Stored data:
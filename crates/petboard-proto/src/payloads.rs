//! Request bodies and small response payloads.

use serde::{Deserialize, Serialize};
use serde_json::Value;

use crate::{CommentId, ProtocolError};

/// Body of a "create forum" request.
#[derive(Debug, Clone, PartialEq, Eq, Serialize, Deserialize)]
#[serde(rename_all = "camelCase")]
pub struct CreateForum {
    /// Post title.
    pub title: String,
    /// Rich-text body.
    pub content: String,
    /// Tags in display order.
    pub tags: Vec<String>,
}

/// Body of an "update forum" request. Replaces all editable fields.
pub type UpdateForum = CreateForum;

/// Body of a "create comment" request.
#[derive(Debug, Clone, PartialEq, Eq, Serialize, Deserialize)]
#[serde(rename_all = "camelCase")]
pub struct CreateComment {
    /// Comment body.
    pub text: String,
    /// Comment being replied to. `None` for a top-level comment.
    #[serde(default, skip_serializing_if = "Option::is_none")]
    pub parent_id: Option<CommentId>,
}

/// Body of an "update comment" request.
#[derive(Debug, Clone, PartialEq, Eq, Serialize, Deserialize)]
pub struct UpdateComment {
    /// New comment body.
    pub text: String,
}

/// Which branch a like toggle took on the server.
#[derive(Debug, Clone, Copy, PartialEq, Eq, Hash)]
pub enum LikeOutcome {
    /// The viewer now likes the post.
    Liked,
    /// The viewer no longer likes the post.
    Unliked,
}

impl LikeOutcome {
    /// Interpret a toggle response.
    ///
    /// An explicit boolean (`data: true`, `data.liked` or `data.isLiked`) wins.
    /// Otherwise the envelope message is matched word by word: a word such
    /// as "unliked", "disliked" or "removed" is [`LikeOutcome::Unliked`],
    /// otherwise the word "like" or "liked" is [`LikeOutcome::Liked`].
    /// Words that merely contain "like" ("likely", "dislike") never count
    /// as a like.
    pub fn from_response(message: &str, data: &Value) -> Result<Self, ProtocolError> {
        if let Some(liked) = explicit_flag(data) {
            return Ok(if liked { Self::Liked } else { Self::Unliked });
        }

        let words: Vec<String> = message
            .split(|c: char| !c.is_alphanumeric())
            .filter(|word| !word.is_empty())
            .map(str::to_lowercase)
            .collect();
        let any = |set: &[&str]| words.iter().any(|word| set.contains(&word.as_str()));
        if any(&["unlike", "unliked", "dislike", "disliked", "removed", "deleted"]) {
            Ok(Self::Unliked)
        } else if any(&["like", "liked"]) {
            Ok(Self::Liked)
        } else {
            Err(ProtocolError::UnrecognizedLikeResponse(message.to_string()))
        }
    }

    /// Whether the viewer likes the post after this outcome.
    pub fn is_liked(self) -> bool {
        matches!(self, Self::Liked)
    }
}

/// Interpret a "check like" response payload.
pub fn like_status(data: &Value) -> Result<bool, ProtocolError> {
    explicit_flag(data).ok_or_else(|| ProtocolError::Decode {
        what: "like status",
        reason: format!("expected a boolean, got {data}"),
    })
}

fn explicit_flag(data: &Value) -> Option<bool> {
    match data {
        Value::Bool(b) => Some(*b),
        Value::Object(map) => {
            map.get("liked").or_else(|| map.get("isLiked")).and_then(Value::as_bool)
        },
        _ => None,
    }
}

#[cfg(test)]
mod tests {
    use serde_json::json;

    use super::*;

    #[test]
    fn explicit_flag_beats_message() {
        let outcome = LikeOutcome::from_response("Forum liked", &json!({ "liked": false }));
        assert_eq!(outcome, Ok(LikeOutcome::Unliked));

        let outcome = LikeOutcome::from_response("", &json!(true));
        assert_eq!(outcome, Ok(LikeOutcome::Liked));
    }

    #[test]
    fn message_contract() {
        assert_eq!(
            LikeOutcome::from_response("Forum liked successfully", &Value::Null),
            Ok(LikeOutcome::Liked)
        );
        assert_eq!(
            LikeOutcome::from_response("Forum unliked successfully", &Value::Null),
            Ok(LikeOutcome::Unliked)
        );
        assert_eq!(
            LikeOutcome::from_response("Like removed", &json!("ok")),
            Ok(LikeOutcome::Unliked)
        );
        assert!(LikeOutcome::from_response("Done", &Value::Null).is_err());
    }

    #[test]
    fn like_message_matches_whole_words() {
        assert_eq!(
            LikeOutcome::from_response("Forum disliked", &Value::Null),
            Ok(LikeOutcome::Unliked)
        );
        assert_eq!(
            LikeOutcome::from_response("LIKED: forum #4", &Value::Null),
            Ok(LikeOutcome::Liked)
        );
        assert!(LikeOutcome::from_response("Likely cached", &Value::Null).is_err());
        assert!(LikeOutcome::from_response("Businesslike reply", &Value::Null).is_err());
    }

    #[test]
    fn like_status_shapes() {
        assert_eq!(like_status(&json!(true)), Ok(true));
        assert_eq!(like_status(&json!({ "isLiked": false })), Ok(false));
        assert!(like_status(&json!("yes")).is_err());
    }

    #[test]
    fn top_level_comment_omits_parent() {
        let body = CreateComment { text: "hi".into(), parent_id: None };
        assert_eq!(serde_json::to_value(&body).unwrap(), json!({ "text": "hi" }));

        let reply = CreateComment { text: "hi".into(), parent_id: Some(4) };
        assert_eq!(serde_json::to_value(&reply).unwrap(), json!({ "text": "hi", "parentId": 4 }));
    }
}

▶ [Activity] Extract each line from the entries above that contains the string "struct".

▶ [Your response]
pub struct CreateForum {
pub struct CreateComment {
pub struct UpdateComment {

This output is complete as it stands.